MedPath

Microbes and Respiratory Illnesses

Recruiting
Conditions
Virus
Asthma
Registration Number
NCT06059027
Lead Sponsor
University of Wisconsin, Madison
Brief Summary

This study is called the Microbes and Respiratory Illnesses (MARI) Study. Children growing up on farms are exposed to many types of microbes that could be beneficial. It is thought that increased exposure to certain types of microbes early in life helps to develop a healthy immune system and reduce the risk for severe common cold illnesses, breathing problems, and allergies.

Detailed Description

Respiratory viruses, most notably rhinoviruses (RV), commonly infect school-age children during the month of September and are a well-known exposure for asthma exacerbations. Allergic sensitization is a risk factor for increased viral respiratory illness burden and wheezing. Nasal Airway Epithelial Cell (NAEC) responses to viral exposure show distinct transcriptional programs that differ in individuals with allergies or asthma. There is a growing body of evidence strongly suggesting nasal airway microbial communities enriched in several commensal bacteria are associated with protection from symptomatic RV infections. Metagenomic sequencing from previously collected nasal samples obtained at age 2 years showed distinct microbial communities and function in the Traditional agrarian (TA) Community Cohort compared to farm and non-farm children. How the early life nasal microbial community can impact risk for viral respiratory infection symptoms and NAEC biology remains an important and unresolved question.
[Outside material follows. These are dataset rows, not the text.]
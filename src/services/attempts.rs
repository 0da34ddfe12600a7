// src/services/attempts.rs

use std::sync::Arc;

use chrono::Utc;

use crate::{
    error::AppError,
    models::{
        attempt::{Attempt, AttemptDetail, AttemptResult, NewAttempt, SubmitAttemptRequest},
        learner::Learner,
        quiz::Quiz,
    },
    services::grading::evaluate,
    store::{AttemptPolicy, AttemptRepository, LearnerRoster, QuizRepository, Store},
};

/// Stores graded attempts and serves the history views.
#[derive(Clone)]
pub struct AttemptLog {
    quizzes: Arc<dyn QuizRepository>,
    attempts: Arc<dyn AttemptRepository>,
    learners: Arc<dyn LearnerRoster>,
    policy: AttemptPolicy,
}

impl AttemptLog {
    pub fn new(store: &Store, policy: AttemptPolicy) -> Self {
        Self {
            quizzes: store.quizzes.clone(),
            attempts: store.attempts.clone(),
            learners: store.learners.clone(),
            policy,
        }
    }

    /// Grades a learner's answers and durably records the attempt before returning.
    /// Either the attempt is stored or an error comes back; there is no partial record.
    pub async fn submit(
        &self,
        quiz_id: i64,
        req: SubmitAttemptRequest,
    ) -> Result<AttemptResult, AppError> {
        let learner_id = req
            .learner_id
            .ok_or(AppError::Validation("learner_id is required".to_string()))?;
        let answers = req
            .answers
            .ok_or(AppError::Validation("answers are required".to_string()))?;

        let quiz = self.require_quiz(quiz_id).await?;
        self.require_learner(learner_id).await?;

        let submitted_at = Utc::now();
        let time_spent_secs = match req.started_at {
            Some(started_at) if started_at > submitted_at => {
                return Err(AppError::Validation(
                    "started_at cannot be later than the submission time".to_string(),
                ));
            }
            Some(started_at) => Some((submitted_at - started_at).num_seconds()),
            None => None,
        };

        let evaluation = evaluate(&quiz, &answers);

        let attempt = self
            .insert(NewAttempt {
                learner_id,
                quiz_id: quiz.id,
                answers: evaluation.answers,
                total_score: evaluation.total_score,
                percentage: evaluation.percentage,
                started_at: req.started_at,
                submitted_at,
                time_spent_secs,
            })
            .await?;

        Ok(AttemptResult {
            attempt_id: attempt.id,
            quiz_id: attempt.quiz_id,
            learner_id: attempt.learner_id,
            score: attempt.total_score,
            total_points: quiz.total_points,
            percentage: attempt.percentage,
            answers: attempt.answers.0,
            submitted_at: attempt.submitted_at,
            time_spent_secs: attempt.time_spent_secs,
        })
    }

    /// Persists an already graded attempt after resolving its quiz and learner.
    pub async fn record_attempt(&self, attempt: NewAttempt) -> Result<Attempt, AppError> {
        self.require_quiz(attempt.quiz_id).await?;
        self.require_learner(attempt.learner_id).await?;
        self.insert(attempt).await
    }

    pub async fn get_attempt(&self, id: i64) -> Result<Attempt, AppError> {
        self.attempts
            .find_attempt(id)
            .await?
            .ok_or(AppError::NotFound("Attempt not found".to_string()))
    }

    pub async fn attempts_for_learner(&self, learner_id: i64) -> Result<Vec<AttemptDetail>, AppError> {
        self.require_learner(learner_id).await?;
        self.attempts.attempts_for_learner(learner_id).await
    }

    pub async fn attempts_for_quiz(&self, quiz_id: i64) -> Result<Vec<AttemptDetail>, AppError> {
        self.require_quiz(quiz_id).await?;
        self.attempts.attempts_for_quiz(quiz_id).await
    }

    /// Every stored attempt, newest first.
    pub async fn all_attempts(&self) -> Result<Vec<AttemptDetail>, AppError> {
        self.attempts.all_attempts().await
    }

    async fn insert(&self, attempt: NewAttempt) -> Result<Attempt, AppError> {
        let learner_id = attempt.learner_id;
        let quiz_id = attempt.quiz_id;

        match self.attempts.insert_attempt(attempt, self.policy).await {
            Ok(stored) => {
                tracing::info!(
                    attempt_id = stored.id,
                    learner_id,
                    quiz_id,
                    score = stored.total_score,
                    "Quiz attempt recorded"
                );
                Ok(stored)
            }
            Err(AppError::Conflict(msg)) => {
                tracing::warn!(learner_id, quiz_id, "Retake rejected: {}", msg);
                Err(AppError::Conflict(msg))
            }
            Err(e) => Err(e),
        }
    }

    async fn require_quiz(&self, quiz_id: i64) -> Result<Quiz, AppError> {
        self.quizzes
            .find_quiz(quiz_id)
            .await?
            .ok_or(AppError::NotFound("Quiz not found".to_string()))
    }

    async fn require_learner(&self, learner_id: i64) -> Result<Learner, AppError> {
        self.learners
            .find_learner(learner_id)
            .await?
            .ok_or(AppError::NotFound("Learner not found".to_string()))
    }
}

#[cfg(test)]
mod tests {
    use chrono::Duration;

    use super::*;
    use crate::models::{
        attempt::SubmittedAnswer,
        learner::NewLearner,
        quiz::{CreateQuestionRequest, CreateQuizRequest},
    };
    use crate::services::catalog::QuizCatalog;

    struct Fixture {
        store: Store,
        quiz: Quiz,
        learner: Learner,
    }

    async fn fixture() -> Fixture {
        let store = Store::in_memory();
        let quiz = QuizCatalog::new(store.quizzes.clone())
            .create_quiz(CreateQuizRequest {
                title: "Traits".into(),
                questions: vec![
                    CreateQuestionRequest {
                        prompt: "Dynamic dispatch uses?".into(),
                        options: vec!["dyn Trait".into(), "impl Trait".into()],
                        correct_answer: Some(0),
                        points: Some(5),
                    },
                    CreateQuestionRequest {
                        prompt: "Static dispatch uses?".into(),
                        options: vec!["dyn Trait".into(), "impl Trait".into()],
                        correct_answer: Some(0),
                        points: Some(5),
                    },
                ],
                ..Default::default()
            })
            .await
            .unwrap();
        let learner = store
            .learners
            .insert_learner(NewLearner {
                name: "Ada".into(),
                email: "ada@example.com".into(),
                department: None,
            })
            .await
            .unwrap();

        Fixture { store, quiz, learner }
    }

    fn submission(learner_id: i64, picks: &[i64]) -> SubmitAttemptRequest {
        SubmitAttemptRequest {
            learner_id: Some(learner_id),
            answers: Some(
                picks
                    .iter()
                    .map(|&selected_option| SubmittedAnswer { selected_option })
                    .collect(),
            ),
            started_at: None,
        }
    }

    #[tokio::test]
    async fn submission_is_graded_and_stored() {
        let f = fixture().await;
        let log = AttemptLog::new(&f.store, AttemptPolicy::AllowRetakes);

        let result = log.submit(f.quiz.id, submission(f.learner.id, &[0, 1])).await.unwrap();

        assert_eq!(result.score, 5);
        assert_eq!(result.total_points, 10);
        assert_eq!(result.percentage, 50.00);
        assert_eq!(result.answers.len(), 2);

        let stored = log.get_attempt(result.attempt_id).await.unwrap();
        assert_eq!(stored.total_score, 5);
        assert_eq!(stored, log.get_attempt(result.attempt_id).await.unwrap());
    }

    #[tokio::test]
    async fn missing_fields_are_validation_errors() {
        let f = fixture().await;
        let log = AttemptLog::new(&f.store, AttemptPolicy::AllowRetakes);

        let mut no_learner = submission(f.learner.id, &[0]);
        no_learner.learner_id = None;
        let mut no_answers = submission(f.learner.id, &[0]);
        no_answers.answers = None;

        assert!(matches!(log.submit(f.quiz.id, no_learner).await, Err(AppError::Validation(_))));
        assert!(matches!(log.submit(f.quiz.id, no_answers).await, Err(AppError::Validation(_))));
        assert!(log.all_attempts().await.unwrap().is_empty());
    }

    #[tokio::test]
    async fn unknown_quiz_or_learner_is_not_found() {
        let f = fixture().await;
        let log = AttemptLog::new(&f.store, AttemptPolicy::AllowRetakes);

        let unknown_quiz = log.submit(9999, submission(f.learner.id, &[0])).await;
        let unknown_learner = log.submit(f.quiz.id, submission(9999, &[0])).await;

        assert!(matches!(unknown_quiz, Err(AppError::NotFound(_))));
        assert!(matches!(unknown_learner, Err(AppError::NotFound(_))));
        assert!(log.all_attempts().await.unwrap().is_empty());
    }

    #[tokio::test]
    async fn retakes_append_when_allowed() {
        let f = fixture().await;
        let log = AttemptLog::new(&f.store, AttemptPolicy::AllowRetakes);

        log.submit(f.quiz.id, submission(f.learner.id, &[1, 1])).await.unwrap();
        log.submit(f.quiz.id, submission(f.learner.id, &[0, 0])).await.unwrap();

        let history = log.attempts_for_learner(f.learner.id).await.unwrap();
        assert_eq!(history.len(), 2);
        assert_eq!(history[0].quiz_title, "Traits");
    }

    #[tokio::test]
    async fn retakes_conflict_under_single_attempt_policy() {
        let f = fixture().await;
        let log = AttemptLog::new(&f.store, AttemptPolicy::SingleAttempt);

        log.submit(f.quiz.id, submission(f.learner.id, &[0, 0])).await.unwrap();
        let second = log.submit(f.quiz.id, submission(f.learner.id, &[0, 0])).await;

        assert!(matches!(second, Err(AppError::Conflict(_))));
        assert_eq!(log.attempts_for_quiz(f.quiz.id).await.unwrap().len(), 1);
    }

    #[tokio::test]
    async fn record_attempt_requires_known_references() {
        let f = fixture().await;
        let log = AttemptLog::new(&f.store, AttemptPolicy::AllowRetakes);

        let result = log
            .record_attempt(NewAttempt {
                learner_id: f.learner.id,
                quiz_id: 4242,
                answers: vec![],
                total_score: 0,
                percentage: 0.0,
                started_at: None,
                submitted_at: Utc::now(),
                time_spent_secs: None,
            })
            .await;

        assert!(matches!(result, Err(AppError::NotFound(_))));
    }

    #[tokio::test]
    async fn all_attempts_are_newest_first() {
        let f = fixture().await;
        let log = AttemptLog::new(&f.store, AttemptPolicy::AllowRetakes);
        let now = Utc::now();

        for minutes_ago in [30, 5, 60] {
            log.record_attempt(NewAttempt {
                learner_id: f.learner.id,
                quiz_id: f.quiz.id,
                answers: vec![],
                total_score: minutes_ago,
                percentage: 0.0,
                started_at: None,
                submitted_at: now - Duration::minutes(i64::from(minutes_ago)),
                time_spent_secs: None,
            })
            .await
            .unwrap();
        }

        let scores: Vec<i32> = log
            .all_attempts()
            .await
            .unwrap()
            .iter()
            .map(|d| d.attempt.total_score)
            .collect();
        assert_eq!(scores, vec![5, 30, 60]);
    }

    #[tokio::test]
    async fn time_spent_is_derived_from_start() {
        let f = fixture().await;
        let log = AttemptLog::new(&f.store, AttemptPolicy::AllowRetakes);

        let mut req = submission(f.learner.id, &[0, 0]);
        req.started_at = Some(Utc::now() - Duration::seconds(90));
        let result = log.submit(f.quiz.id, req).await.unwrap();
        let spent = result.time_spent_secs.unwrap();
        assert!((90..=95).contains(&spent));

        let mut future = submission(f.learner.id, &[0, 0]);
        future.started_at = Some(Utc::now() + Duration::hours(1));
        assert!(matches!(log.submit(f.quiz.id, future).await, Err(AppError::Validation(_))));
    }
}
To address this important question, this proposal includes an observational study to identify patterns of nasal airway gene expression among three cohorts of school-age children that markedly differ in their susceptibility to respiratory illnesses and wheezing: children from TA/Amish communities, suburban children without asthma, and suburban children with asthma.

Recruitment & Eligibility

Status
RECRUITING
Sex
All
Target Recruitment
350
Inclusion Criteria
  1. Participant and/or parent guardian must be able to understand and provide informed consent
  2. Children ages 4-12 years of age
  3. Cohort 1: Family is self-identified as Traditional agrarian (TA) Community member
  4. Cohort 2: Madison-area children with parental report of doctor-diagnosed asthma
  5. Cohort 3: Madison-area children with no history of asthma by parental report
  6. Cohort 4: Madison-area children who have an active respiratory illness
Exclusion Criteria
  1. Inability or unwillingness of a participant to give written informed consent or comply with study protocol
  2. Chronic sinusitis (frequent sinus infections)
  3. Plans to move out of the area before completing the study
  4. Past or current medical problems or findings from physical examination or laboratory testing that are not listed above, which, in the opinion of the investigator, may pose additional risks from participation in the study, may interfere with the participant's ability to comply with study requirements or that may impact the quality or interpretation of the data obtained from the study
  5. Enrolled family member

Study & Design

Study Type
OBSERVATIONAL
Study Design
Not specified
Primary Outcome Measures
NameTimeMethod
Respiratory Illness Burden Index (RIBI)30 days

The primary outcome for illness severity will be the Respiratory Illness Burden Index (RIBI), which is calculated as the area under the curve (AUC) for symptom scores and days of illness, as previously described. It is calculated by summing the WURSS (cold symptoms assessment) scores for each day of respiratory illness during the observation period.

Secondary Outcome Measures
NameTimeMethod
Frequency of respiratory illnesses during the monitoring period30 days

Frequency of respiratory illnesses during the monitoring period. Respiratory illnesses are defined as parental perception of respiratory illness symptoms (cold, cough or wheeze) above baseline symptoms.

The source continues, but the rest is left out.